The last leg of the journey started in Texarkana, on the border of Texas and Arkansas. We’d spent the night at a hotel so we could get a fresh start in the morning and get to the apartment complex before they closed at 5. Texarkana, the little I saw of it, seemed like a nice place. To be honest, I wasn’t sure if we were in Texarkana, Arkansas or Texarkana, Texas, because by then, the trip was starting to take its toll. The drive, I think, took longer than expected, because my car wasn’t really all that fond of towing a heavy trailer, evident by the subtle groans and its resistance to driving up even the slightest of inclines, slowing my ascent to an almost dangerous crawl. Stops were also more frequent because of the nature of SUV’s and my car was pre-fuel efficiency. Things were smoother as we ventured south, simply because of the flat land, but the trailer itself would soon prove to be problematic.

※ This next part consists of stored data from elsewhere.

use serde::Serialize;
use serde_json::{Number, Value};
use uuid::Uuid;

/// Field every keyword search runs against.
pub const SEARCH_FIELD: &str = "name";

/// A literal value a condition compares against.
#[derive(Debug, Clone, PartialEq, Serialize)]
#[serde(untagged)]
pub enum Scalar {
    Text(String),
    Number(Number),
    Bool(bool),
    Uuid(Uuid),
}

impl Scalar {
    /// Numeric view of the scalar. Text counts when it parses as a number.
    pub fn as_f64(&self) -> Option<f64> {
        match self {
            Scalar::Number(n) => n.as_f64(),
            Scalar::Text(s) => s.trim().parse::<f64>().ok().filter(|f| f.is_finite()),
            Scalar::Bool(_) | Scalar::Uuid(_) => None,
        }
    }

    pub(crate) fn from_json(value: &Value) -> Option<Self> {
        match value {
            Value::String(s) => Some(Scalar::Text(s.clone())),
            Value::Number(n) => Some(Scalar::Number(n.clone())),
            Value::Bool(b) => Some(Scalar::Bool(*b)),
            Value::Null | Value::Array(_) | Value::Object(_) => None,
        }
    }
}

impl From<&str> for Scalar {
    fn from(value: &str) -> Self {
        Scalar::Text(value.to_string())
    }
}

impl From<String> for Scalar {
    fn from(value: String) -> Self {
        Scalar::Text(value)
    }
}

impl From<Uuid> for Scalar {
    fn from(value: Uuid) -> Self {
        Scalar::Uuid(value)
    }
}

impl From<bool> for Scalar {
    fn from(value: bool) -> Self {
        Scalar::Bool(value)
    }
}

impl From<i64> for Scalar {
    fn from(value: i64) -> Self {
        Scalar::Number(value.into())
    }
}

impl From<u64> for Scalar {
    fn from(value: u64) -> Self {
        Scalar::Number(value.into())
    }
}

#[derive(Debug, Clone, Copy, PartialEq, Eq, Serialize)]
pub enum RangeOperator {
    #[serde(rename = "gt")]
    GreaterThan,
    #[serde(rename = "gte")]
    GreaterOrEqual,
    #[serde(rename = "lt")]
    LessThan,
    #[serde(rename = "lte")]
    LessOrEqual,
    #[serde(rename = "eq")]
    Equals,
}

impl RangeOperator {
    /// Map a client-facing comparison key. Only `gt`, `gte`, `lt` and `lte` are accepted.
    pub fn from_key(key: &str) -> Option<Self> {
        match key {
            "gt" => Some(RangeOperator::GreaterThan),
            "gte" => Some(RangeOperator::GreaterOrEqual),
            "lt" => Some(RangeOperator::LessThan),
            "lte" => Some(RangeOperator::LessOrEqual),
            _ => None,
        }
    }

    pub fn as_str(&self) -> &'static str {
        match self {
            RangeOperator::GreaterThan => "gt",
            RangeOperator::GreaterOrEqual => "gte",
            RangeOperator::LessThan => "lt",
            RangeOperator::LessOrEqual => "lte",
            RangeOperator::Equals => "eq",
        }
    }
}

#[derive(Debug, Clone, PartialEq, Serialize)]
pub struct FieldCondition {
    pub field: String,
    pub operator: RangeOperator,
    pub operand: Scalar,
}

/// Conjunction of field conditions.
///
/// `dropped` records the parameters that were discarded while building the
/// clause (unknown comparison keys, unsafe field names) so callers can log them.
#[derive(Debug, Clone, Default, PartialEq, Serialize)]
pub struct FilterClause {
    pub conditions: Vec<FieldCondition>,
    #[serde(skip_serializing_if = "Vec::is_empty")]
    pub dropped: Vec<String>,
}

impl FilterClause {
    pub fn new() -> Self {
        Self::default()
    }

    pub fn equals(self, field: impl Into<String>, operand: impl Into<Scalar>) -> Self {
        self.condition(field, RangeOperator::Equals, operand)
    }

    pub fn condition(
        mut self,
        field: impl Into<String>,
        operator: RangeOperator,
        operand: impl Into<Scalar>,
    ) -> Self {
        self.conditions.push(FieldCondition {
            field: field.into(),
            operator,
            operand: operand.into(),
        });
        self
    }

    pub fn is_empty(&self) -> bool {
        self.conditions.is_empty()
    }

    /// Conditions of both clauses, in order.
    pub fn and(mut self, other: FilterClause) -> Self {
        self.conditions.extend(other.conditions);
        self.dropped.extend(other.dropped);
        self
    }
}

/// Case-insensitive substring match on [`SEARCH_FIELD`]. `None` matches everything.
#[derive(Debug, Clone, PartialEq, Serialize)]
pub struct SearchClause {
    pub field: String,
    pub keyword: Option<String>,
}

impl SearchClause {
    pub fn any() -> Self {
        Self {
            field: SEARCH_FIELD.to_string(),
            keyword: None,
        }
    }

    pub fn keyword(keyword: impl Into<String>) -> Self {
        Self {
            field: SEARCH_FIELD.to_string(),
            keyword: Some(keyword.into()),
        }
    }

    pub fn is_empty(&self) -> bool {
        self.keyword.is_none()
    }
}

impl Default for SearchClause {
    fn default() -> Self {
        Self::any()
    }
}

/// Window of results: `limit = page_size`, `skip = page_size * (page_number - 1)`.
#[derive(Debug, Clone, Copy, PartialEq, Eq, Serialize)]
pub struct PageSpec {
    pub page_size: u64,
    pub page_number: u64,
}

impl PageSpec {
    pub fn skip(&self) -> u64 {
        self.page_size
            .saturating_mul(self.page_number.saturating_sub(1))
    }

    pub fn limit(&self) -> u64 {
        self.page_size
    }
}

About three hours from Houston, upon crossing an overpass, I hit a weird bit of asphalt and jackknifed with the trailer, spinning my car 180 degrees across the two-lane highway. Thankfully, we were the only ones for a mile or so in either direction, so there were no injuries. I don’t really remember much, aside from seeing my co-worker’s car about 50 yards ahead, and then suddenly, my rabbit’s carrier was in my lap, there were bunny kibbles everywhere and there was an oncoming semi. So that’s nice.
The interesting thing that I noticed about interstate highways down south is that there are houses dotted along them, with driveways leading right onto the interstate. Fortunately, when I’d spun around, I landed in front of a house, whose residents witnessed the whole thing and called the state troopers for me. Apparently, that happens more often than not off that particular overpass, and I was lucky that the weight of the trailer had prevented me from spinning off into the ditch next to the highway. The trailer had actually come off the hitch and was only being held on by the cables that connected the electricals.

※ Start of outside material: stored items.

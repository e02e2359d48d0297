use axum::Router;
use axum_helpers::{create_production_app, create_router, health_router};
use core_config::tracing::{init_tracing, install_color_eyre};
use tracing::info;

mod api;
mod config;
mod openapi;
mod state;

use config::Config;
use state::AppState;

#[tokio::main]
async fn main() -> eyre::Result<()> {
    install_color_eyre();

    let config = Config::from_env()?;
    init_tracing(&config.environment);

    info!(database = %config.mongodb.database(), "Connecting to MongoDB");
    let mongo_client =
        database::mongodb::connect_from_config_with_retry(&config.mongodb, None).await?;

    let state = AppState::new(config, mongo_client)?;
    api::init_indexes(&state).await?;

    let app = build_router(&state);
    let server = state.config.server.clone();
    let mongo_client = state.mongo_client.clone();

    info!(
        mailer = state.mailer.name(),
        images = state.images.name(),
        "Starting Shop API"
    );

    create_production_app(app, &server, async move {
        info!("Shutting down: closing MongoDB connections");
        mongo_client.shutdown().await;
        info!("MongoDB connection closed");
    })
    .await
    .map_err(|e| eyre::eyre!("Server error: {}", e))?;

    info!("Shop API shutdown complete");
    Ok(())
}

/// API under `/api`, docs, and the `/health` and `/ready` endpoints
fn build_router(state: &AppState) -> Router {
    create_router::<openapi::ApiDoc>(api::routes(state), &state.config.cors)
        .merge(health_router(state.config.app))
        .merge(api::health::router(state.mongo_client.clone()))
}
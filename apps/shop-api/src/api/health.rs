//! Readiness check

use axum::{extract::State, http::StatusCode, routing::get, Json, Router};
use axum_helpers::{run_health_checks, HealthCheckFuture};
use mongodb::Client;
use serde_json::Value;

/// `GET /ready`: 200 while MongoDB answers a ping, 503 otherwise
pub fn router(mongo_client: Client) -> Router {
    Router::new()
        .route("/ready", get(readiness_check))
        .with_state(mongo_client)
}

async fn readiness_check(
    State(client): State<Client>,
) -> Result<(StatusCode, Json<Value>), (StatusCode, Json<Value>)> {
    let checks: Vec<(&str, HealthCheckFuture)> = vec![(
        "mongodb",
        Box::pin(async {
            database::mongodb::check_health(&client)
                .await
                .map_err(|e| e.to_string())
        }),
    )];
    run_health_checks(checks).await
}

There were also a few good samaritans that pulled over and despite not speaking English, they did their best to try to help get the trailer out of the road, for which I’m thankful.
Eventually, I was able to sort of assess the damage and pick up a few pieces that were ripped off the trailer hitch. I no longer had directionals or an interior light, but still had tail and headlights. The trailer, however, had no electricals at all. Awesome.
The state trooper was super nice and since a report was made of the accident, if I were to be pulled over for not having tail lights or not signaling a merge in the remaining three hours of my trip, there was documentation that would explain why. Thankfully, I wasn’t, but I did vow never to tow anything ever again, (not like I could because my trailer hitch was basically destroyed.)
We eventually made it to the apartment complex with minutes to spare. Once we got our keys and signed the lease, we unpacked the non-furniture stuff and dumped them in the living room before heading off to Walmart. My number one priority was to get an air mattress, (as I wasn’t able to bring a bed with me,) and there were other various necessities we all needed.
Luckily, we still had a day to spare before co-worker and I started work, but we were now “home” and our Texas adventure was beginning.